The CEO Confidence Index value is a rating from 1 to 10 of CEOs’ expectations for overall business conditions. As such, it captures an accurate assessment of how confident CEOs are in the economy and prospects for business over the coming year.
In addition to the responses collected for the Confidence Index value, we also ask CEOs to assess current overall business conditions and the prospects for each CEO’s own company over the coming year.
Survey results are released each month on ChiefExecutive.net and covered in each issue of Chief Executive magazine.
Our historical results for the CEO Confidence Index have been normalized to correspond to our updated surveying method.
The questions asked are as follows:
What is your assessment of current business conditions on a 1-10 scale? (10 = Excellent)
What do you expect overall business conditions to be like one year from now on a 1-10 scale?
Over the next 12 months, what changes do you forecast for your firm compared to the past 12 months? (This question is asked for revenue, number of employees, capital expenditures, and profits.)
CEOs are guided by giving them the following word associations to each value:
10 = Excellent
8 = Very Good
6 = Good
4 = Weak
2 = Poor
If you are interested in learning more about the CEO Confidence Index or gaining access to the historical data, please e-mail Chief Executive Research.

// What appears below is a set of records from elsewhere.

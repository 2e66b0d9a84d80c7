//! Delivery commands.
//!
//! # Usage
//!
//! ```bash
//! resto deliveries list
//! resto deliveries advance 3
//! resto deliveries cancel 3
//! resto deliveries dispatch --order 12 --address "5 avenue Foch" --phone 0600000000
//! ```

use std::sync::Arc;

use resto_core::{DeliveryId, NewDelivery, OrderId, Role};
use resto_courier::DeliveryService;

use super::{CliError, Context};

/// Print the courier's deliveries.
pub async fn list(context: &Context) -> Result<(), CliError> {
    let (gateway, agent_id) = context.courier_agent().await?;
    let deliveries = DeliveryService::new(Arc::new(gateway)).list(&agent_id).await?;

    if deliveries.is_empty() {
        tracing::info!("No deliveries assigned to agent {}", agent_id);
        return Ok(());
    }

    for delivery in deliveries {
        let fee = delivery
            .fee()
            .map_or_else(|| "-".to_string(), |price| price.to_string());
        tracing::info!(
            "{:>6}  {:<20}  {:<32}  {}",
            delivery.id.as_str(),
            delivery.statut.label(),
            delivery.adresse_arrivee,
            fee
        );
    }
    Ok(())
}

/// Move a delivery to its next status.
pub async fn advance(context: &Context, id: &str) -> Result<(), CliError> {
    let delivery_id = DeliveryId::parse(id)?;
    let (gateway, agent_id) = context.courier_agent().await?;
    let service = DeliveryService::new(Arc::new(gateway));

    let delivery = service.find(&agent_id, &delivery_id).await?;
    let status = service.advance(&delivery, &agent_id).await?;
    tracing::info!("Delivery {} is now {}", delivery_id, status.label());
    Ok(())
}

/// Cancel a delivery.
pub async fn cancel(context: &Context, id: &str) -> Result<(), CliError> {
    let delivery_id = DeliveryId::parse(id)?;
    let (gateway, agent_id) = context.courier_agent().await?;
    let service = DeliveryService::new(Arc::new(gateway));

    let delivery = service.find(&agent_id, &delivery_id).await?;
    service.cancel(&delivery, &agent_id).await?;
    tracing::info!("Delivery {} cancelled", delivery_id);
    Ok(())
}

/// Create the delivery of a ready order.
pub async fn dispatch(context: &Context, order: &str, address: &str, phone: &str) -> Result<(), CliError> {
    let order_id = OrderId::parse(order)?;
    let (_, gateway) = context.authenticated(Role::Chef)?;

    let delivery = DeliveryService::new(Arc::new(gateway))
        .dispatch(&NewDelivery::standard(order_id, address, phone))
        .await?;
    tracing::info!("Delivery {} created for order {}", delivery.id, order);
    Ok(())
}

From flat interest rates to low oil prices, weak retail sales and the struggle over higher worker pay, many CEOs feel that nothing will improve until after the presidential election and are maintaining an air of cautiousness until then.
“This has to be the most pathetic economic recovery on record,” one CEO commented. “I was around during the 1980s recovery and saw a groundswell of business optimism as government lowered taxes and reduced regulation, and there was a message of optimism and confidence in Free Enterprise coming from the White House. As a result, business leaders then felt they had to get in front of an expanding economy. There is none of that kind of optimism now. Rather, business leaders seem to be in more of a defensive mode than anything else.”
October 2015: CEO Confidence in Overall Future Business Conditions Up Slightly but Expected to Remain Weak Until the Presidential Election
On a scale of 1 to 10 with 10 being the highest, CEOs rated their confidence in overall business conditions one year from now a 6.23, compared with 6.71 in January—a 7.1% drop—when everyone thought the economy was going to bounce back strong.
A significant part of the rating comes from the fact that many CEOs don’t see the economy improving until a new president of the United States takes office.
September 2015 CEO Confidence Index: CEOs Are Angry at Washington; but Their Outlook Depends on Their Industry
Overall, CEOs ranked their confidence in future business 12 months out a 6.08 out of 10. Compared to 6.71 in January 2015, that’s a 9.4% drop.
Top complaints include overburdensome taxes and regulations; a lack of leadership in addressing domestic problems and global instability; and structural industry changes.
“With so many negative balls in the air, who can tell what will happen and, even worse, nobody in Washington is doing anything about it,” says one CEO. Another laments “an administration [that] is clueless about creating an environment which incentivizes business to grow.”
July 2015: CEO Confidence Is Down 5.7% From January
CEOs and the businesses they lead have endured many ups and downs over the last few months, from global economic distress in places like Greece and China, to increasing terrorist concerns worldwide, a strong U.S. dollar, low oil and gas prices, increased healthcare and staffing costs, and more. So it’s not altogether unexpected that CEOs’ confidence is down slightly from the beginning of the year, when prospects for future business were stronger.
June 2015: CEO Confidence Down 2.5% From May
CEOs’ confidence in what they anticipate overall business conditions to be 1 year from now weakened in June as compared to the previous month, making June the lowest month of CEO Confidence all year.